In the last few decades, seniors eventually began considering cannabis as a medical herb rather than a dangerous drug. That’s a huge deal for a generation that grew up during prohibition, and it has to be for good reason. All around the world, an increasing number of seniors are getting to be aware of the curative properties of cannabinoids, together with the non-psychotropic CBD being a favorite option. Not that a little THC would hurt most elderly people, yet in many countries the legislation on medical cannabis continue to lag behind scientific findings.

Health deterioration is an inevitable part of the aging process, often leading seniors to utilize pharmaceutical drugs with numerous (and sometimes severe) side effects. Research is demonstrating that CBD has”anti-ageing” effects on our body, and it may treat or alleviate the symptoms of most age-related diseases–with no significant side effects. Many seniors will also be discovering its positive effects on their overall wellbeing, not simply to address certain issues. Below are some common conditions where seniors can benefit from CBD.
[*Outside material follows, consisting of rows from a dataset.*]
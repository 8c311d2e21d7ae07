//! Clause trees and their evaluator.
//!
//! A compiled rule is a closed tree of clauses: regex and substring leaves,
//! proximity filters, and boolean combinators. Evaluation walks the tree
//! against one [`SourceView`] and produces the set of captured boundaries
//! that survive every filter.

use std::sync::Arc;

use dashmap::DashMap;
use once_cell::sync::Lazy;
use regex::{Regex, RegexBuilder};
use tagscan_types::{Boundary, ScopeKind};

use crate::cancel::{CancelToken, Cancelled};
use crate::source::SourceView;
use crate::within::{evaluate_within, WithinClause};

/// Case-insensitive matching (`i` modifier).
pub const FLAG_CASE_INSENSITIVE: u8 = 1 << 0;
/// `^`/`$` match at line boundaries (`m` modifier).
pub const FLAG_MULTI_LINE: u8 = 1 << 1;

/// Process-wide compiled-regex cache.
///
/// Keyed by expression text plus modifier flags, so the same expression with
/// different modifiers compiles separately. Expressions that fail to compile
/// are cached as `None` and never retried; the rule validator is the place
/// that reports them.
static REGEX_CACHE: Lazy<DashMap<(String, u8), Option<Arc<Regex>>>> = Lazy::new(DashMap::new);

/// Fetch or build the compiled regex for `expression` under `flags`.
pub fn cached_regex(expression: &str, flags: u8) -> Option<Arc<Regex>> {
    let key = (expression.to_string(), flags & (FLAG_CASE_INSENSITIVE | FLAG_MULTI_LINE));
    if let Some(entry) = REGEX_CACHE.get(&key) {
        return entry.clone();
    }
    let built = RegexBuilder::new(expression)
        .case_insensitive(key.1 & FLAG_CASE_INSENSITIVE != 0)
        .multi_line(key.1 & FLAG_MULTI_LINE != 0)
        .build();
    let entry = match built {
        Ok(re) => Some(Arc::new(re)),
        Err(err) => {
            tracing::warn!(expression, %err, "regex failed to compile; pattern disabled");
            None
        }
    };
    REGEX_CACHE.insert(key, entry.clone());
    entry
}

/// A regex leaf.
#[derive(Debug, Clone)]
pub struct RegexClause {
    pub expression: String,
    pub flags: u8,
    pub scopes: Vec<ScopeKind>,
    /// Index of the source pattern, for per-pattern confidence lookup.
    pub pattern_index: usize,
}

/// A literal-text leaf.
#[derive(Debug, Clone)]
pub struct SubstringClause {
    pub needle: String,
    pub case_insensitive: bool,
    /// Reject hits whose neighboring bytes are alphanumeric.
    pub word_boundaries: bool,
    pub scopes: Vec<ScopeKind>,
    pub pattern_index: usize,
}

/// One node of a compiled rule.
#[derive(Debug, Clone)]
pub enum Clause {
    Regex(RegexClause),
    Substring(SubstringClause),
    Within(Box<WithinClause>),
    And(Vec<Clause>),
    Or(Vec<Clause>),
    Not(Box<Clause>),
}

/// A boundary captured by a leaf clause.
#[derive(Debug, Clone, Copy, PartialEq, Eq)]
pub struct Capture {
    pub pattern_index: usize,
    pub boundary: Boundary,
}

/// Result of evaluating a clause against one file.
#[derive(Debug, Clone, Default)]
pub struct ClauseOutcome {
    pub matched: bool,
    pub captures: Vec<Capture>,
}

impl ClauseOutcome {
    pub fn no_match() -> Self {
        Self::default()
    }
}

/// Evaluate a clause tree against a whole file.
///
/// `And` threads its accumulated captures through proximity children: a
/// `Within` child filters the captures gathered so far and replaces the set
/// with the survivors. `Not` matches on the child's failure and contributes
/// no captures.
pub fn evaluate(
    clause: &Clause,
    view: &SourceView,
    token: &CancelToken,
) -> Result<ClauseOutcome, Cancelled> {
    token.check()?;
    match clause {
        Clause::Regex(leaf) => Ok(eval_regex(leaf, view, None)),
        Clause::Substring(leaf) => Ok(eval_substring(leaf, view, None)),
        Clause::Within(within) => evaluate_within(within, &[], view, token),
        Clause::And(children) => {
            let mut captures = Vec::new();
            for child in children {
                match child {
                    Clause::Within(within) => {
                        let out = evaluate_within(within, &captures, view, token)?;
                        if !out.matched {
                            return Ok(ClauseOutcome::no_match());
                        }
                        captures = out.captures;
                    }
                    _ => {
                        let out = evaluate(child, view, token)?;
                        if !out.matched {
                            return Ok(ClauseOutcome::no_match());
                        }
                        captures.extend(out.captures);
                    }
                }
            }
            Ok(ClauseOutcome {
                matched: true,
                captures,
            })
        }
        Clause::Or(children) => {
            let mut matched = false;
            let mut captures = Vec::new();
            for child in children {
                let out = evaluate(child, view, token)?;
                if out.matched {
                    matched = true;
                    captures.extend(out.captures);
                }
            }
            Ok(ClauseOutcome { matched, captures })
        }
        Clause::Not(child) => {
            let out = evaluate(child, view, token)?;
            Ok(ClauseOutcome {
                matched: !out.matched,
                captures: Vec::new(),
            })
        }
    }
}

/// Does `clause` match anywhere inside `region`?
///
/// Used by proximity filters, which only need a yes/no answer for each
/// candidate region. Nested proximity clauses fall back to whole-file
/// evaluation; the rule compiler never builds them.
pub(crate) fn matches_in_region(
    clause: &Clause,
    view: &SourceView,
    region: Boundary,
    token: &CancelToken,
) -> Result<bool, Cancelled> {
    token.check()?;
    match clause {
        Clause::Regex(leaf) => Ok(eval_regex(leaf, view, Some(region)).matched),
        Clause::Substring(leaf) => Ok(eval_substring(leaf, view, Some(region)).matched),
        Clause::And(children) => {
            for child in children {
                if !matches_in_region(child, view, region, token)? {
                    return Ok(false);
                }
            }
            Ok(true)
        }
        Clause::Or(children) => {
            for child in children {
                if matches_in_region(child, view, region, token)? {
                    return Ok(true);
                }
            }
            Ok(false)
        }
        Clause::Not(child) => Ok(!matches_in_region(child, view, region, token)?),
        Clause::Within(within) => Ok(evaluate_within(within, &[], view, token)?.matched),
    }
}

fn eval_regex(leaf: &RegexClause, view: &SourceView, region: Option<Boundary>) -> ClauseOutcome {
    let Some(re) = cached_regex(&leaf.expression, leaf.flags) else {
        return ClauseOutcome::no_match();
    };
    let (haystack, offset) = match region {
        Some(r) => (view.text_of(r), r.start.min(view.text().len())),
        None => (view.text(), 0),
    };
    let mut captures = Vec::new();
    for found in re.find_iter(haystack) {
        let boundary = Boundary::new(offset + found.start(), found.len());
        if view.scope_match(&leaf.scopes, boundary) {
            captures.push(Capture {
                pattern_index: leaf.pattern_index,
                boundary,
            });
        }
    }
    ClauseOutcome {
        matched: !captures.is_empty(),
        captures,
    }
}

fn eval_substring(
    leaf: &SubstringClause,
    view: &SourceView,
    region: Option<Boundary>,
) -> ClauseOutcome {
    let (haystack, offset) = match region {
        Some(r) => (view.text_of(r), r.start.min(view.text().len())),
        None => (view.text(), 0),
    };
    let mut captures = Vec::new();
    let mut from = 0;
    // Advance by the needle's first char so `from` stays on a char boundary.
    let step = leaf.needle.chars().next().map_or(1, char::len_utf8);
    while let Some(at) = find_substring(haystack, &leaf.needle, leaf.case_insensitive, from) {
        from = at + step;
        if leaf.word_boundaries && !on_word_boundary(haystack, at, leaf.needle.len()) {
            continue;
        }
        let boundary = Boundary::new(offset + at, leaf.needle.len());
        if view.scope_match(&leaf.scopes, boundary) {
            captures.push(Capture {
                pattern_index: leaf.pattern_index,
                boundary,
            });
        }
    }
    ClauseOutcome {
        matched: !captures.is_empty(),
        captures,
    }
}

fn find_substring(haystack: &str, needle: &str, case_insensitive: bool, from: usize) -> Option<usize> {
    if needle.is_empty() || from >= haystack.len() {
        return None;
    }
    if !case_insensitive {
        return haystack[from..].find(needle).map(|i| from + i);
    }
    let hay = haystack.as_bytes();
    let pat = needle.as_bytes();
    if pat.len() > hay.len() {
        return None;
    }
    (from..=hay.len() - pat.len()).find(|&i| hay[i..i + pat.len()].eq_ignore_ascii_case(pat))
}

/// Reject a hit when the byte on either side is alphanumeric, so `crypt`
/// does not fire inside `encrypted`.
fn on_word_boundary(haystack: &str, at: usize, len: usize) -> bool {
    let bytes = haystack.as_bytes();
    if at > 0 && bytes[at - 1].is_ascii_alphanumeric() {
        return false;
    }
    match bytes.get(at + len) {
        Some(b) if b.is_ascii_alphanumeric() => false,
        _ => true,
    }
}

#[cfg(test)]
mod tests {
    use super::*;
    use crate::language::Language;

    fn view(text: &str, lang: Language) -> SourceView {
        SourceView::new(text.to_string(), lang)
    }

    fn regex_leaf(expr: &str, flags: u8) -> Clause {
        Clause::Regex(RegexClause {
            expression: expr.to_string(),
            flags,
            scopes: Vec::new(),
            pattern_index: 0,
        })
    }

    fn substring_leaf(needle: &str, ci: bool, wb: bool) -> Clause {
        Clause::Substring(SubstringClause {
            needle: needle.to_string(),
            case_insensitive: ci,
            word_boundaries: wb,
            scopes: Vec::new(),
            pattern_index: 0,
        })
    }

    fn eval(clause: &Clause, v: &SourceView) -> ClauseOutcome {
        evaluate(clause, v, &CancelToken::unbounded()).unwrap()
    }

    // ---- leaves ----

    #[test]
    fn regex_captures_every_hit() {
        let v = view("ab ab ab", Language::Plaintext);
        let out = eval(&regex_leaf("ab", 0), &v);
        assert!(out.matched);
        let starts: Vec<_> = out.captures.iter().map(|c| c.boundary.start).collect();
        assert_eq!(starts, vec![0, 3, 6]);
    }

    #[test]
    fn regex_case_insensitive_flag() {
        let v = view("System SYSTEM system", Language::Plaintext);
        assert_eq!(eval(&regex_leaf("system", 0), &v).captures.len(), 1);
        assert_eq!(
            eval(&regex_leaf("system", FLAG_CASE_INSENSITIVE), &v)
                .captures
                .len(),
            3
        );
    }

    #[test]
    fn regex_multi_line_flag() {
        let v = view("alpha\nbeta\n", Language::Plaintext);
        assert!(!eval(&regex_leaf("^beta", 0), &v).matched);
        assert!(eval(&regex_leaf("^beta", FLAG_MULTI_LINE), &v).matched);
    }

    #[test]
    fn invalid_regex_matches_nothing() {
        let v = view("anything", Language::Plaintext);
        let out = eval(&regex_leaf("(unclosed", 0), &v);
        assert!(!out.matched);
        // Second lookup hits the cached failure.
        assert!(!eval(&regex_leaf("(unclosed", 0), &v).matched);
    }

    #[test]
    fn scoped_regex_skips_comment_hits() {
        let v = view("exec(cmd) // exec disabled\n", Language::Rust);
        let code_only = Clause::Regex(RegexClause {
            expression: "exec".to_string(),
            flags: 0,
            scopes: vec![ScopeKind::Code],
            pattern_index: 0,
        });
        let out = eval(&code_only, &v);
        assert_eq!(out.captures.len(), 1);
        assert_eq!(out.captures[0].boundary.start, 0);
    }

    #[test]
    fn substring_finds_overlapping_starts() {
        let v = view("aaa", Language::Plaintext);
        let out = eval(&substring_leaf("aa", false, false), &v);
        assert_eq!(out.captures.len(), 2);
    }

    #[test]
    fn substring_word_boundaries() {
        let v = view("crypt encrypted crypt2 (crypt)", Language::Plaintext);
        let out = eval(&substring_leaf("crypt", false, true), &v);
        let starts: Vec<_> = out.captures.iter().map(|c| c.boundary.start).collect();
        // "encrypted" and "crypt2" are rejected; the parenthesized hit stands.
        assert_eq!(starts, vec![0, 24]);
    }

    #[test]
    fn substring_case_insensitive() {
        let v = view("Select SELECT selector", Language::Plaintext);
        let out = eval(&substring_leaf("select", true, true), &v);
        assert_eq!(out.captures.len(), 2);
    }

    #[test]
    fn substring_with_multibyte_needle() {
        let v = view("naïve café naïve", Language::Plaintext);
        let out = eval(&substring_leaf("é", false, false), &v);
        assert_eq!(out.captures.len(), 1);
        assert_eq!(out.captures[0].boundary.start, "naïve caf".len());

        let out = eval(&substring_leaf("naïve", false, false), &v);
        let starts: Vec<_> = out.captures.iter().map(|c| c.boundary.start).collect();
        assert_eq!(starts, vec![0, "naïve café ".len()]);
    }

    // ---- combinators ----

    #[test]
    fn and_requires_all_children() {
        let v = view("foo bar", Language::Plaintext);
        let both = Clause::And(vec![
            substring_leaf("foo", false, false),
            substring_leaf("bar", false, false),
        ]);
        let out = eval(&both, &v);
        assert!(out.matched);
        assert_eq!(out.captures.len(), 2);

        let missing = Clause::And(vec![
            substring_leaf("foo", false, false),
            substring_leaf("baz", false, false),
        ]);
        let out = eval(&missing, &v);
        assert!(!out.matched);
        assert!(out.captures.is_empty());
    }

    #[test]
    fn or_unions_captures() {
        let v = view("foo bar", Language::Plaintext);
        let either = Clause::Or(vec![
            substring_leaf("foo", false, false),
            substring_leaf("baz", false, false),
        ]);
        let out = eval(&either, &v);
        assert!(out.matched);
        assert_eq!(out.captures.len(), 1);
    }

    #[test]
    fn not_inverts_and_drops_captures() {
        let v = view("foo", Language::Plaintext);
        let absent = Clause::Not(Box::new(substring_leaf("bar", false, false)));
        let out = eval(&absent, &v);
        assert!(out.matched);
        assert!(out.captures.is_empty());
        let present = Clause::Not(Box::new(substring_leaf("foo", false, false)));
        assert!(!eval(&present, &v).matched);
    }

    #[test]
    fn cancelled_token_aborts_evaluation() {
        let v = view("foo", Language::Plaintext);
        let token = CancelToken::unbounded();
        token.cancel();
        let err = evaluate(&substring_leaf("foo", false, false), &v, &token);
        assert_eq!(err.unwrap_err(), Cancelled);
    }

    #[test]
    fn cache_distinguishes_modifier_sets() {
        let v = view("ABC", Language::Plaintext);
        assert!(!eval(&regex_leaf("abc", 0), &v).matched);
        assert!(eval(&regex_leaf("abc", FLAG_CASE_INSENSITIVE), &v).matched);
    }
}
Anyone over age 60 starts experiencing some sort of pain. It may be from prior injuries, joint or muscle soreness, or other ailments. It’s claimed that cannabis is a pain-reliever to the same extent as, or better than, prescription drugs. Cannabinoids have the ability to decrease pain associated with cancer, arthritis, neuropathy, spasticity, headache, migraines, amyotrophic lateral sclerosis (ALS), fibromyalgia, multiple sclerosis, post-operation and post-injury retrieval, and spinal cord injuries and ailments.

Several studies have shown CBD to be a promising remedy for joint pain in addition to its underlying causes. A recent analysis by the University of Chicago revealed how cannabinoids produce”clear action” in an assortment of versions of joint pain in animals.

The study also recognises that”data has shown that the various elements of the endocannabinoid signalling system are expressed in the appropriate cells in people and animals” and that cannabinoids might actually create beneficial effects on joint pain.

Another study, this time by Halifax University, Canada, has shown that severe joint inflammation caused by induced osteoarthritis in rats was decreased by neighborhood CBD therapy. The information presented in this study imply that local government of CBD blocked the pain, and that prophylactic CBD treatment prevented the subsequent development of pain and nerve damage in arthritic joints.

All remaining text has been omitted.